Learning-based approaches for wireless PHY layers from the perspective of conventional machine learning to foundation models: A comprehensive survey

The future of wireless communication requires low latency, ultra-reliable connectivity, and the ability to manage a large number of IoT devices in real time. Achieving these demands for quality of service (QoS) can be addressed through machine learning (ML), deep learning (DL), and foundation models integrated into wireless systems and devices. Foundation models, in particular, show promise for overcoming the limitations of conventional approaches, and improving system performance was observed to be between 9.63 % and 12.80 %, with the possibility of exceeding this range under certain conditions. This review explores how ML, DL, and foundation models can be applied at the physical (PHY) layer in wireless communications. It covers various learning algorithms such as deep, recurrent, and feedforward neural networks, explaining their design, training methods, and challenges. Key applications include channel estimation, constellation design, signal detection, and optimizing signal modulation schemes to achieve better spectral efficiency and noise resilience. The paper also discusses how the ML, DL, and foundation models can enhance MIMO systems with improved detection performance.
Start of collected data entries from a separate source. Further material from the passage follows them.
/*!
# Date Function Tests

DATE_FORMAT, FROM_UNIXTIME and UNIX_TIMESTAMP.
*/

use crate::unit::common::*;
use chrono::{FixedOffset, TimeZone, Utc};
use mysql_compat::{CompatConfig, FieldValue, FunctionContext, invoke_function};

#[test]
fn test_date_format_identity() {
    let value = ts("2024-03-05 14:30:00");
    assert_eq!(
        eval("DATE_FORMAT", &[value, text("%Y-%m-%d %H:%i:%s")]),
        text("2024-03-05 14:30:00")
    );
}

#[test]
fn test_date_format_directives() {
    let value = ts("2009-07-04 09:05:03");
    assert_eq!(
        eval("DATE_FORMAT", &[value.clone(), text("%W %c/%d/%y %h:%i %p")]),
        text("Saturday 7/04/09 09:05 AM")
    );
    assert_eq!(
        eval("DATE_FORMAT", &[value.clone(), text("100%% at %H")]),
        text("100% at 09")
    );
    assert_eq!(eval("DATE_FORMAT", &[value, text("%x%")]), text("x%"));
}

#[test]
fn test_date_format_null() {
    assert_eq!(
        eval("DATE_FORMAT", &[FieldValue::Null, text("%Y")]),
        FieldValue::Null
    );
    assert_eq!(
        eval("DATE_FORMAT", &[ts("2024-01-01"), FieldValue::Null]),
        FieldValue::Null
    );
}

#[test]
fn test_date_format_uses_session_time_zone() {
    let config = CompatConfig {
        session_time_zone: FixedOffset::west_opt(5 * 3600).unwrap(),
        ..CompatConfig::default()
    };
    assert_eq!(
        eval_with(config, "DATE_FORMAT", &[ts("2024-01-01 03:00:00"), text("%Y-%m-%d %H")]),
        text("2023-12-31 22")
    );
}

#[test]
fn test_from_unixtime() {
    assert_eq!(eval("FROM_UNIXTIME", &[int(0)]), ts("1970-01-01 00:00:00"));
    assert_eq!(
        eval("FROM_UNIXTIME", &[int(946_684_800)]),
        ts("2000-01-01 00:00:00")
    );
    assert_eq!(
        eval("FROM_UNIXTIME", &[int(-86_400)]),
        ts("1969-12-31 00:00:00")
    );
    assert_eq!(eval("FROM_UNIXTIME", &[int(i64::MAX)]), FieldValue::Null);
    assert_eq!(eval("FROM_UNIXTIME", &[FieldValue::Null]), FieldValue::Null);
}

#[test]
fn test_unix_timestamp_round_trip() {
    for t in [0, 1, -1, 1_709_649_000, -2_000_000_000, 4_102_444_800] {
        let instant = eval("FROM_UNIXTIME", &[int(t)]);
        assert_eq!(eval("UNIX_TIMESTAMP", &[instant]), int(t), "t = {}", t);
    }
}

#[test]
fn test_unix_timestamp_floors() {
    assert_eq!(
        eval("UNIX_TIMESTAMP", &[ts("1970-01-01 00:00:01.9")]),
        int(1)
    );
    assert_eq!(
        eval("UNIX_TIMESTAMP", &[ts("1969-12-31 23:59:59.5")]),
        int(-1)
    );
}

#[test]
fn test_unix_timestamp_reads_context_clock() {
    let now = Utc.with_ymd_and_hms(2024, 3, 5, 14, 30, 0).unwrap();
    let ctx = FunctionContext::default().with_fixed_time(now);
    assert_eq!(
        invoke_function("UNIX_TIMESTAMP", &[], &ctx).unwrap(),
        int(now.timestamp())
    );
    assert_eq!(
        invoke_function("UNIX_TIMESTAMP", &[FieldValue::Null], &ctx).unwrap(),
        FieldValue::Null
    );
}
In addition, it highlights the challenges and opportunities in adopting these models in different communication domains, including trade-offs between accuracy, complexity, and generalization. Conventional ML performs better in scenarios with small datasets, low computational complexity, and tasks requiring high interpretability, whereas DL approaches tend to outperform traditional methods in large-scale, high-dimensional wireless problems such as CSI prediction, interference classification, and spectrum sensing. This survey offers valuable insights into the evolving landscape of intelligent communication systems, guiding practitioners in implementing learning-aided strategies for the next generation of wireless technology.